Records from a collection
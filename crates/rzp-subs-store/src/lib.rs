//! Plan metadata storage for rzp-subs.
//!
//! Each product carries at most one current plan mapping: the key of the
//! price/cadence it was created for and the gateway plan id. The reconciler
//! reads it before talking to the gateway and replaces it after creating a
//! plan.
//!
//! # Backends
//!
//! - [`MemoryStore`]: process-local map, for tests and single-process setups.
//! - `RocksStore` (feature `rocksdb-backend`): persistent, one column family
//!   keyed by product id.
//!
//! # Example
//!
//! ```
//! use rzp_subs_core::{BillingPeriod, PlanKey, ProductId, StoredPlan};
//! use rzp_subs_store::{MemoryStore, PlanStore};
//!
//! let store = MemoryStore::new();
//! let product = ProductId::new(42);
//! let entry = StoredPlan {
//!     key: PlanKey::derive(49900, BillingPeriod::Monthly, 1),
//!     plan_id: "plan_00000000000001".parse().unwrap(),
//! };
//!
//! store.put_plan(&product, &entry).unwrap();
//! assert_eq!(store.get_plan(&product).unwrap(), Some(entry));
//! ```

#![forbid(unsafe_code)]
#![warn(missing_docs)]
#![warn(clippy::all)]
#![warn(clippy::pedantic)]

pub mod error;
pub mod memory;

#[cfg(feature = "rocksdb-backend")]
pub mod keys;
#[cfg(feature = "rocksdb-backend")]
pub mod rocks;
#[cfg(feature = "rocksdb-backend")]
pub mod schema;

pub use error::{Result, StoreError};
pub use memory::MemoryStore;
#[cfg(feature = "rocksdb-backend")]
pub use rocks::RocksStore;

use rzp_subs_core::{ProductId, StoredPlan};

/// Per-product plan metadata operations.
///
/// Writes are last-writer-wins; there is no compare-and-swap.
pub trait PlanStore: Send + Sync {
    /// Get the current plan mapping of a product.
    ///
    /// # Errors
    ///
    /// Returns an error if the database operation fails.
    fn get_plan(&self, product_id: &ProductId) -> Result<Option<StoredPlan>>;

    /// Insert or overwrite the plan mapping of a product.
    ///
    /// # Errors
    ///
    /// Returns an error if the database operation fails.
    fn put_plan(&self, product_id: &ProductId, plan: &StoredPlan) -> Result<()>;

    /// Remove the plan mapping of a product. Removing a missing entry is not an error.
    ///
    /// # Errors
    ///
    /// Returns an error if the database operation fails.
    fn delete_plan(&self, product_id: &ProductId) -> Result<()>;
}
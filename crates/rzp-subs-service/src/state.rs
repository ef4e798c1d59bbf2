//! Application state.

use std::sync::Arc;

use crate::config::ServiceConfig;
use crate::subscriptions::SubscriptionService;

/// Application state shared across handlers.
#[derive(Clone)]
pub struct AppState {
    /// The subscription workflow.
    pub subscriptions: Arc<SubscriptionService>,

    /// Service configuration.
    pub config: ServiceConfig,
}

impl AppState {
    /// Create a new application state.
    #[must_use]
    pub fn new(subscriptions: SubscriptionService, config: ServiceConfig) -> Self {
        tracing::info!(
            base_currency = %config.base_currency,
            customer_notify = config.customer_notify,
            "Subscription workflow configured"
        );

        Self {
            subscriptions: Arc::new(subscriptions),
            config,
        }
    }
}

/// Open the persistent plan metadata store at the configured path.
///
/// # Errors
///
/// Returns an error if the database cannot be opened or created.
#[cfg(feature = "rocksdb-backend")]
pub fn open_plan_store(
    config: &ServiceConfig,
) -> rzp_subs_store::Result<Arc<rzp_subs_store::RocksStore>> {
    tracing::info!(path = %config.plan_store_path, "Opening RocksDB plan store");
    rzp_subs_store::RocksStore::open(&config.plan_store_path).map(Arc::new)
}
//! Service configuration.

use rzp_subs_core::DEFAULT_BASE_CURRENCY;

/// Service configuration loaded from environment variables.
#[derive(Debug, Clone)]
pub struct ServiceConfig {
    /// Gateway settlement currency; other currencies are converted (default: "INR").
    pub base_currency: String,

    /// Whether the gateway notifies customers about charges itself (default: false).
    pub customer_notify: bool,

    /// Path to the `RocksDB` plan metadata directory (default: "/data/rzp-subs").
    pub plan_store_path: String,

    /// CORS allowed origins.
    pub cors_origins: Vec<String>,

    /// Maximum request body size in bytes.
    pub max_body_bytes: usize,

    /// Request timeout in seconds.
    pub request_timeout_seconds: u64,
}

impl Default for ServiceConfig {
    fn default() -> Self {
        Self {
            base_currency: DEFAULT_BASE_CURRENCY.to_string(),
            customer_notify: false,
            plan_store_path: "/data/rzp-subs".to_string(),
            cors_origins: vec!["*".to_string()],
            max_body_bytes: 1024 * 1024, // 1MB
            request_timeout_seconds: 30,
        }
    }
}

impl ServiceConfig {
    /// Load configuration from environment variables.
    ///
    /// Unset or unparsable variables fall back to [`ServiceConfig::default`].
    #[must_use]
    pub fn from_env() -> Self {
        Self::from_lookup(|name| std::env::var(name).ok())
    }

    /// Load configuration through an arbitrary variable lookup.
    #[must_use]
    pub fn from_lookup<F>(lookup: F) -> Self
    where
        F: Fn(&str) -> Option<String>,
    {
        let defaults = Self::default();

        Self {
            base_currency: lookup("BASE_CURRENCY")
                .map(|s| s.trim().to_uppercase())
                .filter(|s| !s.is_empty())
                .unwrap_or(defaults.base_currency),
            customer_notify: lookup("CUSTOMER_NOTIFY")
                .and_then(|s| parse_flag(&s))
                .unwrap_or(defaults.customer_notify),
            plan_store_path: lookup("PLAN_STORE_PATH").unwrap_or(defaults.plan_store_path),
            cors_origins: lookup("CORS_ORIGINS").map_or(defaults.cors_origins, |s| {
                s.split(',').map(|o| o.trim().to_string()).collect()
            }),
            max_body_bytes: lookup("MAX_BODY_BYTES")
                .and_then(|s| s.parse().ok())
                .unwrap_or(defaults.max_body_bytes),
            request_timeout_seconds: lookup("REQUEST_TIMEOUT_SECONDS")
                .and_then(|s| s.parse().ok())
                .unwrap_or(defaults.request_timeout_seconds),
        }
    }
}

fn parse_flag(value: &str) -> Option<bool> {
    match value.trim().to_ascii_lowercase().as_str() {
        "1" | "true" | "yes" => Some(true),
        "0" | "false" | "no" => Some(false),
        _ => None,
    }
}
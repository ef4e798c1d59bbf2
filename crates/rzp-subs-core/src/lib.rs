//! Core types and utilities for rzp-subs.
//!
//! This crate holds the gateway-independent part of selling store
//! subscriptions through a payment gateway's plan and subscription APIs:
//!
//! - **Identifiers**: `OrderId`, `ProductId`, `PlanId`, `SubscriptionId`, `CustomerId`
//! - **Cadence**: `StorePeriod`, `BillingPeriod`, [`normalize`]
//! - **Plans**: `PlanArgs`, `Item`, `PlanKey`, `StoredPlan`
//! - **Start dates**: `StartDay`, [`next_billing_anchor`]
//! - **Store records**: `Order`, `LineItem`, `SubscriptionRecord`, `ProductTerms`
//! - **Subscriptions**: `SubscriptionTerms`, `SubscriptionRequest`, `Addon`
//!
//! # Amounts
//!
//! Store prices are `rust_decimal::Decimal` currency amounts. Everything sent
//! to the gateway is an `i64` in minor units (paise for INR), rounded half
//! away from zero.

#![forbid(unsafe_code)]
#![warn(missing_docs)]
#![warn(clippy::all)]
#![warn(clippy::pedantic)]

pub mod error;
pub mod ids;
pub mod money;
pub mod order;
pub mod period;
pub mod plan;
pub mod schedule;
pub mod subscription;

pub use error::{BillingError, Result};
pub use ids::{CustomerId, IdError, OrderId, PlanId, ProductId, SubscriptionId};
pub use money::{to_minor_units, DEFAULT_BASE_CURRENCY};
pub use order::{CustomerInfo, LineItem, Order, ProductTerms, SubscriptionRecord};
pub use period::{normalize, BillingPeriod, StorePeriod};
pub use plan::{Item, PlanArgs, PlanKey, StoredPlan, PLAN_KEY_PREFIX};
pub use schedule::{next_billing_anchor, StartDay, MAX_START_DAY, MIN_START_DAY};
pub use subscription::{Addon, SubscriptionNotes, SubscriptionRequest, SubscriptionTerms};
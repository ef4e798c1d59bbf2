//! Error types for plan metadata storage.

/// Result type for storage operations.
pub type Result<T> = std::result::Result<T, StoreError>;

/// Errors that can occur in storage operations.
#[derive(Debug, thiserror::Error)]
pub enum StoreError {
    /// Database operation failed.
    #[error("database error: {0}")]
    Database(String),

    /// Serialization/deserialization failed.
    #[error("serialization error: {0}")]
    Serialization(String),
}

impl From<StoreError> for rzp_subs_core::BillingError {
    fn from(err: StoreError) -> Self {
        Self::Storage(err.to_string())
    }
}
//! rzp-subs checkout service.
//!
//! This crate turns store orders into payment gateway subscriptions:
//!
//! - Plan reconciliation: reuse a product's gateway plan while its price and
//!   cadence are unchanged, create a new one otherwise
//! - Subscription creation with sign-up fee addons and custom start dates
//! - Subscription cancellation
//! - An HTTP API over the above
//!
//! # Collaborators
//!
//! The gateway, the commerce platform and the currency converter are traits
//! ([`Gateway`], [`CommercePlatform`], [`CurrencyConverter`]) handed to
//! [`SubscriptionService::new`]. Plan metadata lives in any
//! [`rzp_subs_store::PlanStore`].

#![forbid(unsafe_code)]
#![warn(missing_docs)]
#![warn(clippy::all)]
#![warn(clippy::pedantic)]
// Allow some pedantic lints that are noisy for Axum handler functions
#![allow(clippy::missing_errors_doc)] // Axum handlers all return Result
#![allow(clippy::unused_async)] // Health handler is async for routing

pub mod commerce;
pub mod config;
pub mod error;
pub mod gateway;
pub mod handlers;
pub mod reconcile;
pub mod routes;
pub mod state;
pub mod subscriptions;

pub use commerce::{
    Clock, CommercePlatform, ConversionError, CurrencyConverter, PlatformError, SystemClock,
};
pub use config::ServiceConfig;
pub use error::ApiError;
pub use gateway::{
    Customer, CustomerRequest, Gateway, GatewayError, Plan, PlanItem, PlanLookup, Subscription,
};
pub use reconcile::{PlanReconciler, ResolvedPlan};
pub use routes::create_router;
pub use state::AppState;
#[cfg(feature = "rocksdb-backend")]
pub use state::open_plan_store;
pub use subscriptions::{CreatedSubscription, DisplayAmount, SubscriptionService};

→ **Your instructions**: Print, from the entries above, the line with "INR), rounded half", the line with "- Subscription cancellation" and all lines between them, exactly and with nothing else.

→ **Task response**:
//! to the gateway is an `i64` in minor units (paise for INR), rounded half
//! away from zero.

#![forbid(unsafe_code)]
#![warn(missing_docs)]
#![warn(clippy::all)]
#![warn(clippy::pedantic)]

pub mod error;
pub mod ids;
pub mod money;
pub mod order;
pub mod period;
pub mod plan;
pub mod schedule;
pub mod subscription;

pub use error::{BillingError, Result};
pub use ids::{CustomerId, IdError, OrderId, PlanId, ProductId, SubscriptionId};
pub use money::{to_minor_units, DEFAULT_BASE_CURRENCY};
pub use order::{CustomerInfo, LineItem, Order, ProductTerms, SubscriptionRecord};
pub use period::{normalize, BillingPeriod, StorePeriod};
pub use plan::{Item, PlanArgs, PlanKey, StoredPlan, PLAN_KEY_PREFIX};
pub use schedule::{next_billing_anchor, StartDay, MAX_START_DAY, MIN_START_DAY};
pub use subscription::{Addon, SubscriptionNotes, SubscriptionRequest, SubscriptionTerms};
repository ef4e798c1d59bbf2
//! Error types for plan metadata storage.

/// Result type for storage operations.
pub type Result<T> = std::result::Result<T, StoreError>;

/// Errors that can occur in storage operations.
#[derive(Debug, thiserror::Error)]
pub enum StoreError {
    /// Database operation failed.
    #[error("database error: {0}")]
    Database(String),

    /// Serialization/deserialization failed.
    #[error("serialization error: {0}")]
    Serialization(String),
}

impl From<StoreError> for rzp_subs_core::BillingError {
    fn from(err: StoreError) -> Self {
        Self::Storage(err.to_string())
    }
}
//! rzp-subs checkout service.
//!
//! This crate turns store orders into payment gateway subscriptions:
//!
//! - Plan reconciliation: reuse a product's gateway plan while its price and
//!   cadence are unchanged, create a new one otherwise
//! - Subscription creation with sign-up fee addons and custom start dates
//! - Subscription cancellation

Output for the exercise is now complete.